Même si le chat en question est l’intention et le centre du film, il partage le temps d’écran avec la flore et la faune avec lesquelles il partage son espace. La caméra survole des paysages luxuriants et inhabités à un moment, puis s’immobilise pour regarder un troupeau de yacks broutant au pied d’une montagne à un autre moment. Sylvain Tessonl’ami de Munier et écrivain de non-fiction primé, fournit une narration lyrique au film, les mots suintant sur les images à couper le souffle au milieu de la partition éthérée de Nick Cave et Warren Ellis. La reine de velours est une œuvre phare pour les amoureux des chats et les passionnés de la nature du monde entier, une célébration sereine de la beauté illimitée du monde naturel.

Douma (2005)

Douma -2005

En Afrique du Sud, Duma, un jeune guépard, est rendu orphelin par une troupe de lions, et un petit garçon nommé Xan (Alexandre Michaeletos) le prend comme une sorte de frère adoptif. Les deux deviennent des amis proches, mais alors que Duma vieillit jusqu’à l’âge adulte, il est trop clair qu’il doit être libéré pour vivre la vie à laquelle il est destiné. Bien sûr, vous savez où cela se passe : le voyage de Duma vers la liberté et la sécurité est semé d’obstacles, et pendant à peine deux heures, le garçon et son compagnon félin doivent partir dans le monde et apprendre à dire au revoir.
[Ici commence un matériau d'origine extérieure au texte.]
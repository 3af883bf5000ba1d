//! Emit strategies for compiled function stacks.

use crate::parser::FunctionStack;
use crate::stack::StackObject;

use core::fmt;

/// The format in which a compiled function should be emitted.
#[derive(Copy, Clone, Debug)]
pub enum EmitFormat {
    /// Human-readable form: signature line, one instruction per line, and
    /// the identity digest.
    Pretty,
    /// JSON, using the external interface's field names.
    Json,
    /// Internal debug form. This form is not stable, and no assumptions
    /// should be made about it.
    Debug,
}

impl From<&str> for EmitFormat {
    fn from(s: &str) -> Self {
        match s {
            "json" => EmitFormat::Json,
            "debug" => EmitFormat::Debug,
            _ => EmitFormat::Pretty,
        }
    }
}

/// Implements the emission of a type in an [EmitFormat].
pub trait Emit
where
    Self: fmt::Debug,
{
    /// Emit `self` with the given [EmitFormat].
    fn emit(&self, form: EmitFormat) -> String {
        match form {
            EmitFormat::Pretty => self.emit_pretty(),
            EmitFormat::Json => self.emit_json(),
            EmitFormat::Debug => self.emit_debug(),
        }
    }

    /// Emit `self` with the [pretty emit format][EmitFormat::Pretty].
    fn emit_pretty(&self) -> String;

    /// Emit `self` with the [JSON emit format][EmitFormat::Json].
    fn emit_json(&self) -> String;

    /// Emit `self` with the [debug emit format][EmitFormat::Debug].
    fn emit_debug(&self) -> String {
        format!("{:#?}", self)
    }
}

impl Emit for StackObject {
    fn emit_pretty(&self) -> String {
        format!("{:<13} {}", self.kind.to_string(), self.value)
    }

    fn emit_json(&self) -> String {
        serde_json::to_string(self).unwrap_or_default()
    }
}

impl Emit for FunctionStack {
    fn emit_pretty(&self) -> String {
        let mut out = String::with_capacity(128);
        out.push_str(&format!(
            "{}({}) [{}]\n",
            self.signature.name, self.signature.parameter, self.signature.kind
        ));
        for object in &self.stack {
            out.push_str(&format!("  {}\n", object.emit_pretty()));
        }
        out.push_str(&format!("identity: {}", self.identity()));
        out
    }

    fn emit_json(&self) -> String {
        let mut value = serde_json::to_value(self).unwrap_or_default();
        value["identity"] = serde_json::Value::String(self.identity());
        value.to_string()
    }
}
Il y a tellement de superbes images de chats ici ! Regardez-le partir, déchirant à travers le désert, moto à sa poursuite. Douma ne manque pas non plus de ses scènes dramatiques déchirantes, mais celles-ci sont souvent coupées de gags attachants et comiques (Duma regarde Xan avec impatience alors que le garçon est assis dans sa classe) et d’autres moments indélébiles qui sont trop précieux pour être oubliés. Avez-vous déjà vu un guépard dans un side-car de moto ? Il est temps, crois-moi.
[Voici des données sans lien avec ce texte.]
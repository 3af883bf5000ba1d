//! Definitions of types used in the libslate scanner.

use crate::common::Span;
use core::fmt;

/// The category of a scanned token. The five categories are mutually
/// exclusive; every character run of the export belongs to at most one.
#[derive(PartialEq, Clone, Debug)]
pub enum TokenKind {
    /// A decimal number, optionally signed, optionally carrying the
    /// imaginary-unit marker.
    Number {
        /// The numeric text, sign included, marker excluded.
        text: String,
        /// Whether the imaginary-unit marker followed the number.
        imaginary: bool,
    },
    /// A multi-character name, which the equation editor exports with a
    /// trailing separator, optionally followed by a subscript.
    MultiName {
        /// The name, separator stripped.
        name: String,
        /// The raw subscript, leading underscore included.
        subscript: Option<String>,
    },
    /// A single-character name with an optional attached subscript.
    SingleName {
        /// The single letter.
        name: String,
        /// The raw subscript, leading underscore included.
        subscript: Option<String>,
    },
    /// One of the arithmetic operators `+ - * /` or the exponent `^`.
    Op(char),
    /// `(` or `)`.
    Paren(char),
}

/// A token scanned from an equation-field export.
#[derive(PartialEq, Clone, Debug)]
pub struct Token {
    /// The category and payload of the token.
    pub kind: TokenKind,
    /// The source span of the token.
    pub span: Span,
}

impl Token {
    /// Creates a new token.
    pub fn new<S: Into<Span>>(kind: TokenKind, span: S) -> Self {
        Self {
            kind,
            span: span.into(),
        }
    }
}

impl fmt::Display for TokenKind {
    fn fmt(&self, f: &mut fmt::Formatter<'_>) -> fmt::Result {
        match self {
            TokenKind::Number { text, imaginary } => {
                write!(f, "{}{}", text, if *imaginary { "i" } else { "" })
            }
            TokenKind::MultiName { name, subscript } | TokenKind::SingleName { name, subscript } => {
                match subscript {
                    Some(sub) => write!(f, "{}{}", name, sub),
                    None => write!(f, "{}", name),
                }
            }
            TokenKind::Op(c) | TokenKind::Paren(c) => write!(f, "{}", c),
        }
    }
}

impl fmt::Display for Token {
    fn fmt(&self, f: &mut fmt::Formatter<'_>) -> fmt::Result {
        write!(f, "{}", self.kind)
    }
}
Le livre de la jungle (2016)

Shere Khan dans Le livre de la jungle

Cela peut être difficile à croire pour les traditionalistes, mais la version live-action (et CGI) de Jon Favreau de Le livre de la jungle est sacrément bon. Moins un remake de la version animée musicale de 1967 qu’une réadaptation de Rudyard Kiplingla version cinématographique de 2016 suit Mowgli (Neel Sethi) et son copain l’ours Balloo (Bill Murray) alors qu’ils explorent la jungle tout en évitant le cruel tigre Shere Khan (Idris Elba). Le film regorge de superbes visuels et le travail de CGI est si net et réaliste qu’il vous plonge profondément dans le monde qu’il construit.
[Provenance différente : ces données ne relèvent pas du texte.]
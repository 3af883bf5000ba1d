//! Locating the `name(parameter) = body` declaration at the top of a
//! parsed expression tree.

use crate::diagnostics::ParseError;
use crate::grammar::Expr;

/// The split of a recognized declaration.
#[derive(Clone, Debug, PartialEq)]
pub(crate) struct Declaration {
    pub(crate) name: String,
    pub(crate) parameter: String,
    pub(crate) body: Expr,
}

/// Finds the declaration pattern at the top of `expr` and splits it into
/// name, parameter, and body subtree.
pub(crate) fn extract(expr: &Expr) -> Result<Declaration, ParseError> {
    match expr {
        // transparent wrapper
        Expr::Sequence(children) if children.len() == 1 => extract(&children[0]),
        Expr::Pair(head, right) => extract_pair(head, right),
        Expr::Sequence(children) if children.len() >= 2 => extract_row(children),
        _ => Err(ParseError::EmptyEquation),
    }
}

fn extract_pair(head: &Expr, right: &Expr) -> Result<Declaration, ParseError> {
    match head {
        // Generic math parsers treat short names like `f` as built-in
        // unary operator tokens, so `f(x)` arrives as a unary application
        // of `f` to the bracket group.
        Expr::Unary { op, arg: Some(arg) } => {
            if let Expr::Bracket {
                middle: Some(parameter),
                ..
            } = arg.as_ref()
            {
                if let Expr::Pair(eq, body) = right {
                    if is_equals(eq) {
                        return Ok(Declaration {
                            name: op.clone(),
                            parameter: parameter.to_string(),
                            body: body.as_ref().clone(),
                        });
                    }
                }
            }
            Err(ParseError::MissingDeclaration)
        }
        // plain atom head immediately applied to a bracket:
        // (name, ((parameter), (=, body)))
        Expr::Literal(name) => {
            if let Expr::Pair(bracket, rhs) = right {
                if let Expr::Bracket {
                    middle: Some(parameter),
                    ..
                } = bracket.as_ref()
                {
                    if let Expr::Pair(eq, body) = rhs.as_ref() {
                        if is_equals(eq) {
                            return Ok(Declaration {
                                name: name.clone(),
                                parameter: parameter.to_string(),
                                body: body.as_ref().clone(),
                            });
                        }
                    }
                }
            }
            Err(ParseError::MissingDeclaration)
        }
        Expr::Unary { arg: None, .. } => Err(ParseError::MissingDeclaration),
        _ => Err(ParseError::IllegalFunctionName),
    }
}

/// The flat infix shape markup normalization produces:
/// `[name, (parameter), =, body...]`.
fn extract_row(children: &[Expr]) -> Result<Declaration, ParseError> {
    if let [head, Expr::Bracket {
        middle: Some(parameter),
        ..
    }, eq, body @ ..] = children
    {
        if is_equals(eq) {
            let name = match head {
                Expr::Literal(name) => name.clone(),
                _ => return Err(ParseError::IllegalFunctionName),
            };
            if body.is_empty() {
                return Err(ParseError::EmptyEquation);
            }
            let body = if body.len() == 1 {
                body[0].clone()
            } else {
                Expr::sequence(body.to_vec())
            };
            return Ok(Declaration {
                name,
                parameter: parameter.to_string(),
                body,
            });
        }
    }
    Err(ParseError::MissingDeclaration)
}

fn is_equals(expr: &Expr) -> bool {
    matches!(expr, Expr::Operator(op) if op == "=")
}

#[cfg(test)]
mod tests {
    use super::*;

    /// `f(x) = x`, as a generic parser delivers it: `f` is a unary head.
    fn unary_head_declaration(body: Expr) -> Expr {
        Expr::pair(
            Expr::unary("f", Expr::parens(Expr::literal("x"))),
            Expr::pair(Expr::operator("="), body),
        )
    }

    /// `g(z) = z`, with a plain literal head.
    fn literal_head_declaration(body: Expr) -> Expr {
        Expr::pair(
            Expr::literal("g"),
            Expr::pair(
                Expr::parens(Expr::literal("z")),
                Expr::pair(Expr::operator("="), body),
            ),
        )
    }

    #[test]
    fn unary_head() {
        let declaration = extract(&unary_head_declaration(Expr::literal("x"))).unwrap();
        assert_eq!(declaration.name, "f");
        assert_eq!(declaration.parameter, "x");
        assert_eq!(declaration.body, Expr::literal("x"));
    }

    #[test]
    fn literal_head() {
        let declaration = extract(&literal_head_declaration(Expr::literal("z"))).unwrap();
        assert_eq!(declaration.name, "g");
        assert_eq!(declaration.parameter, "z");
    }

    #[test]
    fn wrapper_unwraps() {
        let wrapped = Expr::sequence(vec![unary_head_declaration(Expr::literal("x"))]);
        assert!(extract(&wrapped).is_ok());
    }

    #[test]
    fn flat_markup_row() {
        let row = Expr::sequence(vec![
            Expr::literal("f"),
            Expr::parens(Expr::literal("x")),
            Expr::operator("="),
            Expr::literal("2"),
            Expr::literal("x"),
        ]);
        let declaration = extract(&row).unwrap();
        assert_eq!(declaration.name, "f");
        assert_eq!(declaration.parameter, "x");
        assert_eq!(
            declaration.body,
            Expr::sequence(vec![Expr::literal("2"), Expr::literal("x")])
        );
    }

    #[test]
    fn bare_atom_is_empty_equation() {
        assert_eq!(
            extract(&Expr::literal("x")).unwrap_err(),
            ParseError::EmptyEquation
        );
    }

    #[test]
    fn empty_markup_body_is_empty_equation() {
        let row = Expr::sequence(vec![
            Expr::literal("f"),
            Expr::parens(Expr::literal("x")),
            Expr::operator("="),
        ]);
        assert_eq!(extract(&row).unwrap_err(), ParseError::EmptyEquation);
    }

    #[test]
    fn non_name_head_is_illegal() {
        let declared = Expr::pair(
            Expr::fraction(Expr::literal("1"), Expr::literal("2")),
            Expr::pair(
                Expr::parens(Expr::literal("x")),
                Expr::pair(Expr::operator("="), Expr::literal("x")),
            ),
        );
        assert_eq!(
            extract(&declared).unwrap_err(),
            ParseError::IllegalFunctionName
        );
    }

    #[test]
    fn missing_equals_is_missing_declaration() {
        let declared = Expr::pair(
            Expr::literal("g"),
            Expr::pair(
                Expr::parens(Expr::literal("z")),
                Expr::pair(Expr::operator("+"), Expr::literal("z")),
            ),
        );
        assert_eq!(
            extract(&declared).unwrap_err(),
            ParseError::MissingDeclaration
        );
    }
}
Le livre de la jungle est assez bon pour captiver les fans sceptiques du conte animé, et il est assez frais pour piquer la curiosité des jeunes nouveaux venus. Elba commande une présence en tant que son gros chat méchant, une performance au sol soutenue par un tout empilé liste des acteurs, y compris Scarlett Johansson, Lupita Nyong’o, Giancarlo Esposito, Ben Kingley, et beaucoup plus. Un spectacle visuel passionnant avec un cœur, ce film est une combinaison gagnante qui vaut bien votre temps.